Mr. Anderson accuses the Alliance of targeting him along with Alberta's Anne McLellan and Saskatchewan's Ralph Goodale to wipe out the Liberals' most prominent Western cabinet ministers.
"The only area they've got left is the West and that's why they're turning inward," he said.
"In no shape or form are we targeting David," Mr. Lunn said. "If anyone is targeting David, it's the people of Victoria, not the Canadian Alliance. They want to see change."
Mr. Anderson, an Olympic silver medalist rower, was first elected Liberal MP for Esquimalt-Saanich in 1968. Defeated after one term, he became the B.C. Liberal leader and was elected to the provincial legislature. He was elected to Parliament again in 1993, and has since held portfolios in Fisheries, Transport and Environment.
Mr. Lunn, 42, said the Alliance represents youth and change. "We believe Canadians are looking for new leadership. David Anderson was elected in the 60s with Jean Chrétien. They represent the 60s style."
Mr. Anderson, who was surrounded by a delegation of Young Liberals when he made his scooter entrance at his campaign kickoff this week, deflects the "old-generation" criticism.
He said any attempt to play the age card could backfire in Canada's retirement capital. "In a riding where you have a lot of people who are in fact seniors, older than I am, you have to be a little cautious about dismissing people on the grounds of age."
Mr. Hallsor, a monarchist and self-described "policy wonk," said his issues in the campaign are the economy and electoral reform.
A former member of the B.C. Social Credit Party and the Progressive Conservatives, he switched to Reform in 1997 and served as B.C. campaign manager for Mr. Day's leadership bid. He is a former vice-chairman of the Victoria branch of Canada's Monarchist League. "It's one of the things that makes Canada a unique country and it certainly distinguishes us from the United States," he said.
University of Victoria political scientist Norman Ruff said strategic voting in the riding will likely work in Mr. Anderson's favour.
"It's going to be a very strong Alliance campaign and a race worth watching," he said. "You're going to vote against the arrogant Liberals or Stockwell Day's social conservatism."
National Green Party president Joan Russow is also running against Mr. Anderson. She said he may lose support as a result of Liberal policies on the environment.
Mr. Anderson may also lose support to the New Democrats as a result of the Liberals' environmental policies. He has come under fire from environmental groups for failing to get greenhouse gas emissions reduced and for recently proposed endangered-species legislation, widely criticized as too weak and since put on hold.

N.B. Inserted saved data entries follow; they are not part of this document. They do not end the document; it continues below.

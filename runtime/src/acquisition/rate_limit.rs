//! Minimum-interval request pacing.

use governor::clock::DefaultClock;
use governor::state::{InMemoryState, NotKeyed};
use governor::{Quota, RateLimiter};
use std::time::Duration;

/// Lets one request through per `interval`.
///
/// Process-local. Clones of an `HttpClient` share one limiter through an
/// `Arc`, so concurrent workers behind the same client serialize on it.
pub struct IntervalLimiter {
    inner: Option<RateLimiter<NotKeyed, InMemoryState, DefaultClock>>,
    interval: Duration,
}

impl IntervalLimiter {
    /// A zero interval disables pacing.
    pub fn new(interval: Duration) -> Self {
        let inner = Quota::with_period(interval).map(RateLimiter::direct);
        Self { inner, interval }
    }

    /// Wait until the next request may be issued.
    pub async fn wait(&self) {
        if let Some(limiter) = &self.inner {
            limiter.until_ready().await;
        }
    }
}

impl std::fmt::Debug for IntervalLimiter {
    fn fmt(&self, f: &mut std::fmt::Formatter<'_>) -> std::fmt::Result {
        f.debug_struct("IntervalLimiter")
            .field("interval", &self.interval)
            .finish()
    }
}
//! Configuration loading and resolution.
//!
//! Every value starts from a built-in default, may be overridden by an
//! environment variable, and finally by a command-line flag (applied by the
//! CLI layer directly on the resolved struct).

use anyhow::{bail, Context, Result};
use std::path::{Path, PathBuf};
use std::time::Duration;

/// Products sitemap of the default source.
pub const DEFAULT_SITEMAP_URL: &str =
    "https://sitemaps.footshop.eu/sitemaps/sitemap_products_6_1.xml";

/// Default storage table.
pub const DEFAULT_TABLE: &str = "products";

/// Static description of the scraped source, stamped onto every record.
#[derive(Debug, Clone, PartialEq, Eq)]
pub struct SourceProfile {
    /// Source identifier, part of the natural key and of every record id.
    pub source: String,
    /// Country/market the storefront serves.
    pub country: String,
    /// Currency used when the page does not state one.
    pub default_currency: String,
    /// Host serving product images; only its URLs get a compressed variant.
    pub asset_host: String,
}

impl Default for SourceProfile {
    fn default() -> Self {
        Self {
            source: "footshop_eu".to_string(),
            country: "EU".to_string(),
            default_currency: "EUR".to_string(),
            asset_host: "static.ftshp.digital".to_string(),
        }
    }
}

/// Retry policy for fetches: exponential backoff up to a fixed attempt ceiling.
#[derive(Debug, Clone, Copy, PartialEq, Eq)]
pub struct RetryPolicy {
    /// Total attempts, including the first one.
    pub max_attempts: u32,
    /// Delay before the second attempt; doubles for each further attempt.
    pub base_delay: Duration,
}

impl RetryPolicy {
    /// Backoff before retry number `retry` (1-based).
    pub fn delay_for(&self, retry: u32) -> Duration {
        let factor = 2u32.saturating_pow(retry.saturating_sub(1));
        self.base_delay.saturating_mul(factor)
    }
}

impl Default for RetryPolicy {
    fn default() -> Self {
        Self {
            max_attempts: 3,
            base_delay: Duration::from_secs(1),
        }
    }
}

/// Which store backend to use.
#[derive(Debug, Clone, Copy, PartialEq, Eq, Default, clap::ValueEnum)]
pub enum StoreChoice {
    /// PostgREST when Supabase credentials are present, SQLite otherwise.
    #[default]
    Auto,
    Postgrest,
    Sqlite,
}

/// Resolved store settings.
#[derive(Debug, Clone, PartialEq, Eq)]
pub enum StoreConfig {
    /// Supabase / PostgREST over HTTP.
    Postgrest {
        url: String,
        key: String,
        table: String,
    },
    /// Local SQLite file.
    Sqlite { path: PathBuf, table: String },
}

/// Full scraper configuration.
#[derive(Debug, Clone)]
pub struct ScraperConfig {
    pub sitemap_url: String,
    /// Secondary discovery source used when the sitemap is unreachable.
    pub fallback_urls: Vec<String>,
    pub request_timeout: Duration,
    pub retry: RetryPolicy,
    /// Worker pool size for page extraction.
    pub concurrency: usize,
    /// Pause between embedding calls and between batches.
    pub pacing_delay: Duration,
    /// Minimum interval between page (and sitemap) requests.
    pub page_interval: Duration,
    /// Minimum interval between image requests.
    pub image_interval: Duration,
    /// Largest image body downloaded; bigger candidates are skipped.
    pub max_image_bytes: usize,
    /// Square input side the loaded model must expect.
    pub image_size: u32,
    pub embedding_dim: usize,
    pub model_path: PathBuf,
    pub model_output_index: usize,
    pub profile: SourceProfile,
    pub store: StoreConfig,
}

impl Default for ScraperConfig {
    fn default() -> Self {
        Self {
            sitemap_url: DEFAULT_SITEMAP_URL.to_string(),
            fallback_urls: Vec::new(),
            request_timeout: Duration::from_secs(30),
            retry: RetryPolicy::default(),
            concurrency: 5,
            pacing_delay: Duration::from_secs(1),
            page_interval: Duration::from_secs(1),
            image_interval: Duration::from_millis(500),
            max_image_bytes: 20 * 1024 * 1024,
            image_size: shop_vision::SIGLIP_IMAGE_SIZE,
            embedding_dim: shop_vision::EMBEDDING_DIM,
            model_path: shop_vision::default_model_path(),
            model_output_index: 0,
            profile: SourceProfile::default(),
            store: StoreConfig::Sqlite {
                path: default_db_path(),
                table: DEFAULT_TABLE.to_string(),
            },
        }
    }
}

impl ScraperConfig {
    /// Resolve from the process environment.
    pub fn from_env(choice: StoreChoice) -> Result<Self> {
        Self::from_lookup(|key| std::env::var(key).ok(), choice)
    }

    /// Resolve using `lookup` as the environment.
    pub fn from_lookup<F>(lookup: F, choice: StoreChoice) -> Result<Self>
    where
        F: Fn(&str) -> Option<String>,
    {
        let get = |key: &str| lookup(key).filter(|v| !v.trim().is_empty());
        let mut cfg = Self::default();

        if let Some(url) = get("SHOPVISION_SITEMAP_URL") {
            cfg.sitemap_url = url;
        }
        if let Some(path) = get("SHOPVISION_FALLBACK_URLS") {
            cfg.fallback_urls = load_url_list(Path::new(&path))?;
        }
        if let Some(model) = get("SHOPVISION_MODEL") {
            cfg.model_path = PathBuf::from(model);
        }
        if let Some(raw) = get("SHOPVISION_CONCURRENCY") {
            cfg.concurrency = raw
                .trim()
                .parse::<usize>()
                .ok()
                .filter(|n| *n > 0)
                .with_context(|| format!("SHOPVISION_CONCURRENCY must be a positive integer, got '{raw}'"))?;
        }

        let table = get("SHOPVISION_TABLE").unwrap_or_else(|| DEFAULT_TABLE.to_string());
        let supabase = (get("SUPABASE_URL"), get("SUPABASE_KEY"));

        cfg.store = match (choice, supabase) {
            (StoreChoice::Auto | StoreChoice::Postgrest, (Some(url), Some(key))) => {
                url::Url::parse(&url).with_context(|| format!("SUPABASE_URL is not a valid URL: {url}"))?;
                StoreConfig::Postgrest { url, key, table }
            }
            (StoreChoice::Postgrest, _) => {
                bail!("SUPABASE_URL and SUPABASE_KEY must be set in environment variables")
            }
            (StoreChoice::Auto | StoreChoice::Sqlite, _) => StoreConfig::Sqlite {
                path: get("SHOPVISION_DB").map(PathBuf::from).unwrap_or_else(default_db_path),
                table,
            },
        };

        Ok(cfg)
    }
}

/// Default SQLite location: `~/.shopvision/products.db`.
pub fn default_db_path() -> PathBuf {
    dirs::home_dir()
        .unwrap_or_else(|| PathBuf::from("."))
        .join(".shopvision")
        .join("products.db")
}

/// Read a URL list: one URL per line, blank lines and `#` comments skipped.
pub fn load_url_list(path: &Path) -> Result<Vec<String>> {
    let text = std::fs::read_to_string(path)
        .with_context(|| format!("reading URL list {}", path.display()))?;
    Ok(parse_url_list(&text))
}

fn parse_url_list(text: &str) -> Vec<String> {
    text.lines()
        .map(str::trim)
        .filter(|l| !l.is_empty() && !l.starts_with('#'))
        .map(str::to_string)
        .collect()
}
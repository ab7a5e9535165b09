//! Turning raw product data into image candidates and canonical records.

pub mod images;
pub mod mapper;
pub mod resolver;
pub mod text;

pub use images::{extract_image_urls, ImageCandidates};
pub use mapper::{validate_record, InvalidRecord, RecordMapper, UNKNOWN_TITLE};
pub use text::sanitize_text;
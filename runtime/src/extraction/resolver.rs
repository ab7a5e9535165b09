//! First-match-wins resolution of logical attributes over raw product data.
//!
//! Upstream templates disagree on field names and shapes, so each attribute
//! is described as an ordered list of [`FieldRule`]s: a key path into the raw
//! mapping plus an [`Unwrap`] strategy for the value found there. The first
//! rule yielding a non-empty value wins.

use serde_json::Value;

use crate::product::RawProduct;

/// How a value found at a rule's path becomes the attribute value.
#[derive(Debug, Clone, Copy)]
pub enum Unwrap {
    /// Non-empty string.
    Text,
    /// Non-empty string, or a number rendered as text.
    TextOrNumber,
    /// Non-empty string, or the first non-empty string under `keys` of an object.
    TextOrObject(&'static [&'static str]),
    /// Number, or a string that parses as one.
    Number,
    /// As [`Unwrap::Number`], or the first numeric value under `keys` of an object.
    NumberOrObject(&'static [&'static str]),
    /// First usable element of an array: a non-empty string, or the first
    /// non-empty string under `keys` of an object element.
    FirstInArray(&'static [&'static str]),
}

/// One candidate location for an attribute.
#[derive(Debug, Clone, Copy)]
pub struct FieldRule {
    pub path: &'static [&'static str],
    pub unwrap: Unwrap,
}

pub const fn rule(path: &'static [&'static str], unwrap: Unwrap) -> FieldRule {
    FieldRule { path, unwrap }
}

const NAME: &[&str] = &["name"];

pub const NATIVE_ID: &[FieldRule] = &[
    rule(&["id"], Unwrap::TextOrNumber),
    rule(&["code"], Unwrap::TextOrNumber),
];

pub const BRAND: &[FieldRule] = &[
    rule(&["manufacturer"], Unwrap::TextOrObject(NAME)),
    rule(&["brand"], Unwrap::TextOrObject(NAME)),
    rule(&["brand_name"], Unwrap::TextOrObject(NAME)),
];

pub const TITLE: &[FieldRule] = &[
    rule(&["name"], Unwrap::TextOrNumber),
    rule(&["title"], Unwrap::TextOrNumber),
    rule(&["product_name"], Unwrap::TextOrNumber),
];

pub const CATEGORY: &[FieldRule] = &[
    rule(&["category"], Unwrap::Text),
    rule(&["main_category"], Unwrap::TextOrObject(&["name_en", "name"])),
];

pub const COLOR: &[FieldRule] = &[rule(&["color_en"], Unwrap::Text), rule(&["color"], Unwrap::Text)];

pub const PRICE: &[FieldRule] = &[rule(
    &["price"],
    Unwrap::NumberOrObject(&["value", "amount", "price"]),
)];

pub const CURRENCY: &[FieldRule] = &[
    rule(&["price", "currency_code"], Unwrap::Text),
    rule(&["price", "currency"], Unwrap::Text),
    rule(&["price", "code"], Unwrap::Text),
];

pub const DESCRIPTION: &[FieldRule] = &[rule(&["description"], Unwrap::Text)];

pub const GENDER: &[FieldRule] = &[rule(&["gender"], Unwrap::Text)];

pub const COUNTRY: &[FieldRule] = &[rule(&["country"], Unwrap::Text)];

pub const SOURCE: &[FieldRule] = &[rule(&["source"], Unwrap::Text)];

/// Used only when the pipeline supplies no image URL of its own.
pub const MAIN_IMAGE: &[FieldRule] = &[
    rule(&["image"], Unwrap::Text),
    rule(&["main_image"], Unwrap::Text),
    rule(&["primary_image"], Unwrap::Text),
    rule(&["images"], Unwrap::FirstInArray(&[])),
    rule(&["variants"], Unwrap::FirstInArray(&["image"])),
];

/// Follow `path` from the root of `raw`.
pub fn lookup<'a>(raw: &'a RawProduct, path: &[&str]) -> Option<&'a Value> {
    let (first, rest) = path.split_first()?;
    rest.iter().try_fold(raw.get(first)?, |v, key| v.get(*key))
}

/// First non-empty text produced by `rules`.
pub fn resolve_text(raw: &RawProduct, rules: &[FieldRule]) -> Option<String> {
    rules
        .iter()
        .find_map(|r| lookup(raw, r.path).and_then(|v| unwrap_text(v, r.unwrap)))
}

/// First finite number produced by `rules`.
pub fn resolve_number(raw: &RawProduct, rules: &[FieldRule]) -> Option<f64> {
    rules
        .iter()
        .find_map(|r| lookup(raw, r.path).and_then(|v| unwrap_number(v, r.unwrap)))
}

fn non_empty(v: &Value) -> Option<String> {
    v.as_str()
        .map(str::trim)
        .filter(|s| !s.is_empty())
        .map(str::to_string)
}

fn first_text_under(v: &Value, keys: &[&str]) -> Option<String> {
    keys.iter().find_map(|k| v.get(*k).and_then(non_empty))
}

fn unwrap_text(v: &Value, how: Unwrap) -> Option<String> {
    match how {
        Unwrap::Text => non_empty(v),
        Unwrap::TextOrNumber => match v {
            Value::Number(n) => Some(n.to_string()),
            other => non_empty(other),
        },
        Unwrap::TextOrObject(keys) => match v {
            Value::Object(_) => first_text_under(v, keys),
            other => non_empty(other),
        },
        Unwrap::FirstInArray(keys) => v.as_array()?.iter().find_map(|item| match item {
            Value::Object(_) => first_text_under(item, keys),
            other => non_empty(other),
        }),
        Unwrap::Number | Unwrap::NumberOrObject(_) => unwrap_number(v, how).map(|n| n.to_string()),
    }
}

fn as_number(v: &Value) -> Option<f64> {
    let n = match v {
        Value::Number(n) => n.as_f64(),
        Value::String(s) => s.trim().parse::<f64>().ok(),
        _ => None,
    }?;
    n.is_finite().then_some(n)
}

fn unwrap_number(v: &Value, how: Unwrap) -> Option<f64> {
    match how {
        Unwrap::NumberOrObject(keys) => match v {
            Value::Object(_) => keys.iter().find_map(|k| v.get(*k).and_then(as_number)),
            other => as_number(other),
        },
        _ => as_number(v),
    }
}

"I think he's in trouble," said author and environmentalist David Suzuki. "He's as knowledgeable as any politician to come into that position . . . but his government is not committed."
Said Mr. Anderson, during a break in campaigning: "Nobody owes me a vote." However, he adds: "There are lots of people who respect the work I've done on behalf of the community and behalf of the environment over many, many years."
Lawyer Mike O'Connor, who ran unsuccessfully as the Liberal candidate in Victoria in 1988, said local Grits are braced for a fight to win a third consecutive term for Mr. Anderson.
"It's Victoria's chance to keep a direct voice in cabinet," he said. "He's able to speak very strongly for the West. He's worked extremely hard and showed himself to be a real national figure."